DATA SECTION —
•••••
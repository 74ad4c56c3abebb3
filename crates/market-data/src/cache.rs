use std::path::{Path, PathBuf};
use std::time::{Duration, SystemTime};

use scoring_core::ScoringError;
use serde::de::DeserializeOwned;
use serde::Serialize;

/// File-based cache of API responses.
///
/// One JSON file per key. Entry age is taken from the file's mtime;
/// expired or unreadable entries are evicted on read.
pub struct FileCache {
    dir: PathBuf,
    default_ttl: Duration,
}

impl FileCache {
    pub fn new(dir: impl Into<PathBuf>, default_ttl_hours: u64) -> Result<Self, ScoringError> {
        let dir = dir.into();
        std::fs::create_dir_all(&dir)
            .map_err(|e| ScoringError::Cache(format!("cannot create {}: {e}", dir.display())))?;
        Ok(Self {
            dir,
            default_ttl: Duration::from_secs(default_ttl_hours * 3600),
        })
    }

    fn path_for(&self, key: &str) -> PathBuf {
        // Keys may contain index symbols like ^GSPC; keep filenames safe
        let safe: String = key
            .chars()
            .map(|c| if c.is_alphanumeric() || c == '-' || c == '_' || c == '.' { c } else { '_' })
            .collect();
        self.dir.join(format!("{safe}.json"))
    }

    /// Fetch a cached value if present and younger than `ttl` (or the
    /// default TTL when `ttl` is None).
    pub fn get<T: DeserializeOwned>(&self, key: &str, ttl: Option<Duration>) -> Option<T> {
        let path = self.path_for(key);
        let metadata = std::fs::metadata(&path).ok()?;
        let age = metadata
            .modified()
            .ok()
            .and_then(|mtime| SystemTime::now().duration_since(mtime).ok())?;

        if age > ttl.unwrap_or(self.default_ttl) {
            evict(&path);
            return None;
        }

        let raw = std::fs::read_to_string(&path).ok()?;
        match serde_json::from_str(&raw) {
            Ok(value) => Some(value),
            Err(e) => {
                tracing::warn!("evicting corrupt cache entry {}: {e}", path.display());
                evict(&path);
                None
            }
        }
    }

    /// Store a value. Cache write failures are logged, never fatal.
    pub fn set<T: Serialize>(&self, key: &str, value: &T) {
        let path = self.path_for(key);
        let raw = match serde_json::to_string(value) {
            Ok(raw) => raw,
            Err(e) => {
                tracing::warn!("cannot serialize cache entry {key}: {e}");
                return;
            }
        };
        if let Err(e) = std::fs::write(&path, raw) {
            tracing::warn!("cannot write cache entry {}: {e}", path.display());
        }
    }

    pub fn invalidate(&self, key: &str) {
        evict(&self.path_for(key));
    }

    pub fn clear_all(&self) -> Result<(), ScoringError> {
        let entries = std::fs::read_dir(&self.dir)
            .map_err(|e| ScoringError::Cache(format!("cannot read {}: {e}", self.dir.display())))?;
        for entry in entries.flatten() {
            let path = entry.path();
            if path.extension().is_some_and(|ext| ext == "json") {
                evict(&path);
            }
        }
        Ok(())
    }
}

fn evict(path: &Path) {
    let _ = std::fs::remove_file(path);
}

#[cfg(test)]
mod tests {
    use super::*;

    #[test]
    fn test_set_then_get() {
        let dir = tempfile::tempdir().unwrap();
        let cache = FileCache::new(dir.path(), 24).unwrap();
        cache.set("AAPL_price", &vec![1.0, 2.0, 3.0]);
        let cached: Option<Vec<f64>> = cache.get("AAPL_price", None);
        assert_eq!(cached, Some(vec![1.0, 2.0, 3.0]));
    }

    #[test]
    fn test_expired_entry_is_evicted() {
        let dir = tempfile::tempdir().unwrap();
        let cache = FileCache::new(dir.path(), 24).unwrap();
        cache.set("stale", &42u32);
        let cached: Option<u32> = cache.get("stale", Some(Duration::ZERO));
        assert_eq!(cached, None);
        // A second read misses as well: the entry was removed
        let cached: Option<u32> = cache.get("stale", None);
        assert_eq!(cached, None);
    }

    #[test]
    fn test_corrupt_entry_is_evicted() {
        let dir = tempfile::tempdir().unwrap();
        let cache = FileCache::new(dir.path(), 24).unwrap();
        std::fs::write(dir.path().join("bad.json"), "{not json").unwrap();
        let cached: Option<Vec<f64>> = cache.get("bad", None);
        assert_eq!(cached, None);
    }

    #[test]
    fn test_unsafe_key_characters_are_sanitized() {
        let dir = tempfile::tempdir().unwrap();
        let cache = FileCache::new(dir.path(), 24).unwrap();
        cache.set("^GSPC_price/10y", &1u8);
        let cached: Option<u8> = cache.get("^GSPC_price/10y", None);
        assert_eq!(cached, Some(1));
    }
}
•••••
INSTRUCTIONS TO FOLLOW — Repeat the material in full. Change nothing.

ANSWER TO THE EXERCISE —
repository 74ad4c56c3abebb3
filename crates/market-data/src/cache.rs
use std::path::{Path, PathBuf};
use std::time::{Duration, SystemTime};

use scoring_core::ScoringError;
use serde::de::DeserializeOwned;
use serde::Serialize;

/// File-based cache of API responses.
///
/// One JSON file per key. Entry age is taken from the file's mtime;
/// expired or unreadable entries are evicted on read.
pub struct FileCache {
    dir: PathBuf,
    default_ttl: Duration,
}

impl FileCache {
    pub fn new(dir: impl Into<PathBuf>, default_ttl_hours: u64) -> Result<Self, ScoringError> {
        let dir = dir.into();
        std::fs::create_dir_all(&dir)
            .map_err(|e| ScoringError::Cache(format!("cannot create {}: {e}", dir.display())))?;
        Ok(Self {
            dir,
            default_ttl: Duration::from_secs(default_ttl_hours * 3600),
        })
    }

    fn path_for(&self, key: &str) -> PathBuf {
        // Keys may contain index symbols like ^GSPC; keep filenames safe
        let safe: String = key
            .chars()
            .map(|c| if c.is_alphanumeric() || c == '-' || c == '_' || c == '.' { c } else { '_' })
            .collect();
        self.dir.join(format!("{safe}.json"))
    }

    /// Fetch a cached value if present and younger than `ttl` (or the
    /// default TTL when `ttl` is None).
    pub fn get<T: DeserializeOwned>(&self, key: &str, ttl: Option<Duration>) -> Option<T> {
        let path = self.path_for(key);
        let metadata = std::fs::metadata(&path).ok()?;
        let age = metadata
            .modified()
            .ok()
            .and_then(|mtime| SystemTime::now().duration_since(mtime).ok())?;

        if age > ttl.unwrap_or(self.default_ttl) {
            evict(&path);
            return None;
        }

        let raw = std::fs::read_to_string(&path).ok()?;
        match serde_json::from_str(&raw) {
            Ok(value) => Some(value),
            Err(e) => {
                tracing::warn!("evicting corrupt cache entry {}: {e}", path.display());
                evict(&path);
                None
            }
        }
    }

    /// Store a value. Cache write failures are logged, never fatal.
    pub fn set<T: Serialize>(&self, key: &str, value: &T) {
        let path = self.path_for(key);
        let raw = match serde_json::to_string(value) {
            Ok(raw) => raw,
            Err(e) => {
                tracing::warn!("cannot serialize cache entry {key}: {e}");
                return;
            }
        };
        if let Err(e) = std::fs::write(&path, raw) {
            tracing::warn!("cannot write cache entry {}: {e}", path.display());
        }
    }

    pub fn invalidate(&self, key: &str) {
        evict(&self.path_for(key));
    }

    pub fn clear_all(&self) -> Result<(), ScoringError> {
        let entries = std::fs::read_dir(&self.dir)
            .map_err(|e| ScoringError::Cache(format!("cannot read {}: {e}", self.dir.display())))?;
        for entry in entries.flatten() {
            let path = entry.path();
            if path.extension().is_some_and(|ext| ext == "json") {
                evict(&path);
            }
        }
        Ok(())
    }
}

fn evict(path: &Path) {
    let _ = std::fs::remove_file(path);
}

#[cfg(test)]
mod tests {
    use super::*;

    #[test]
    fn test_set_then_get() {
        let dir = tempfile::tempdir().unwrap();
        let cache = FileCache::new(dir.path(), 24).unwrap();
        cache.set("AAPL_price", &vec![1.0, 2.0, 3.0]);
        let cached: Option<Vec<f64>> = cache.get("AAPL_price", None);
        assert_eq!(cached, Some(vec![1.0, 2.0, 3.0]));
    }

    #[test]
    fn test_expired_entry_is_evicted() {
        let dir = tempfile::tempdir().unwrap();
        let cache = FileCache::new(dir.path(), 24).unwrap();
        cache.set("stale", &42u32);
        let cached: Option<u32> = cache.get("stale", Some(Duration::ZERO));
        assert_eq!(cached, None);
        // A second read misses as well: the entry was removed
        let cached: Option<u32> = cache.get("stale", None);
        assert_eq!(cached, None);
    }

    #[test]
    fn test_corrupt_entry_is_evicted() {
        let dir = tempfile::tempdir().unwrap();
        let cache = FileCache::new(dir.path(), 24).unwrap();
        std::fs::write(dir.path().join("bad.json"), "{not json").unwrap();
        let cached: Option<Vec<f64>> = cache.get("bad", None);
        assert_eq!(cached, None);
    }

    #[test]
    fn test_unsafe_key_characters_are_sanitized() {
        let dir = tempfile::tempdir().unwrap();
        let cache = FileCache::new(dir.path(), 24).unwrap();
        cache.set("^GSPC_price/10y", &1u8);
        let cached: Option<u8> = cache.get("^GSPC_price/10y", None);
        assert_eq!(cached, Some(1));
    }
}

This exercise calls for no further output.